* EXERCISE REQUIREMENTS: Below you will find a set of lines. Repeat them all exactly.

* EXERCISE DATA:
use async_trait::async_trait;
use chrono::{DateTime, Utc};
use gusen_model::LoginLogEntry;
use sqlx::{FromRow, PgPool};

use crate::{
    database::ports::LogStore,
    error::Result,
    pagination::{Listing, PageWindow, sql::RankedWindow},
};

// `id` is a serial, so it stands in for insertion order among equal times.
const LOG_LISTING: RankedWindow = RankedWindow {
    table: "user_login_log",
    columns: "login_id, status, action_at, channel_media, channel_device, ip_address",
    search_columns: &["login_id"],
    order_by: "action_at DESC, id ASC",
};

#[derive(Debug, FromRow)]
struct LoginLogRow {
    login_id: String,
    status: String,
    action_at: DateTime<Utc>,
    channel_media: Option<String>,
    channel_device: Option<String>,
    ip_address: Option<String>,
}

impl From<LoginLogRow> for LoginLogEntry {
    fn from(row: LoginLogRow) -> Self {
        LoginLogEntry {
            login_id: row.login_id,
            status: row.status,
            action_at: row.action_at,
            channel_media: row.channel_media,
            channel_device: row.channel_device,
            ip_address: row.ip_address,
        }
    }
}

#[derive(Clone, Debug)]
pub struct PostgresLogStore {
    pool: PgPool,
}

impl PostgresLogStore {
    pub fn new(pool: PgPool) -> Self {
        Self { pool }
    }
}

#[async_trait]
impl LogStore for PostgresLogStore {
    async fn list(&self, window: &PageWindow) -> Result<Listing<LoginLogEntry>> {
        let rows = LOG_LISTING
            .rows_query(window)
            .build_query_as::<LoginLogRow>()
            .fetch_all(&self.pool)
            .await?;
        let total: i64 = LOG_LISTING
            .count_query(window)
            .build_query_scalar::<i64>()
            .fetch_one(&self.pool)
            .await?;

        Ok(Listing {
            rows: rows.into_iter().map(LoginLogEntry::from).collect(),
            total: u64::try_from(total).unwrap_or_default(),
        })
    }
}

* SOLUTION FOR THIS PROBLEM:
use async_trait::async_trait;
use chrono::{DateTime, Utc};
use gusen_model::LoginLogEntry;
use sqlx::{FromRow, PgPool};

use crate::{
    database::ports::LogStore,
    error::Result,
    pagination::{Listing, PageWindow, sql::RankedWindow},
};

// `id` is a serial, so it stands in for insertion order among equal times.
const LOG_LISTING: RankedWindow = RankedWindow {
    table: "user_login_log",
    columns: "login_id, status, action_at, channel_media, channel_device, ip_address",
    search_columns: &["login_id"],
    order_by: "action_at DESC, id ASC",
};

#[derive(Debug, FromRow)]
struct LoginLogRow {
    login_id: String,
    status: String,
    action_at: DateTime<Utc>,
    channel_media: Option<String>,
    channel_device: Option<String>,
    ip_address: Option<String>,
}

impl From<LoginLogRow> for LoginLogEntry {
    fn from(row: LoginLogRow) -> Self {
        LoginLogEntry {
            login_id: row.login_id,
            status: row.status,
            action_at: row.action_at,
            channel_media: row.channel_media,
            channel_device: row.channel_device,
            ip_address: row.ip_address,
        }
    }
}

#[derive(Clone, Debug)]
pub struct PostgresLogStore {
    pool: PgPool,
}

impl PostgresLogStore {
    pub fn new(pool: PgPool) -> Self {
        Self { pool }
    }
}

#[async_trait]
impl LogStore for PostgresLogStore {
    async fn list(&self, window: &PageWindow) -> Result<Listing<LoginLogEntry>> {
        let rows = LOG_LISTING
            .rows_query(window)
            .build_query_as::<LoginLogRow>()
            .fetch_all(&self.pool)
            .await?;
        let total: i64 = LOG_LISTING
            .count_query(window)
            .build_query_scalar::<i64>()
            .fetch_one(&self.pool)
            .await?;

        Ok(Listing {
            rows: rows.into_iter().map(LoginLogEntry::from).collect(),
            total: u64::try_from(total).unwrap_or_default(),
        })
    }
}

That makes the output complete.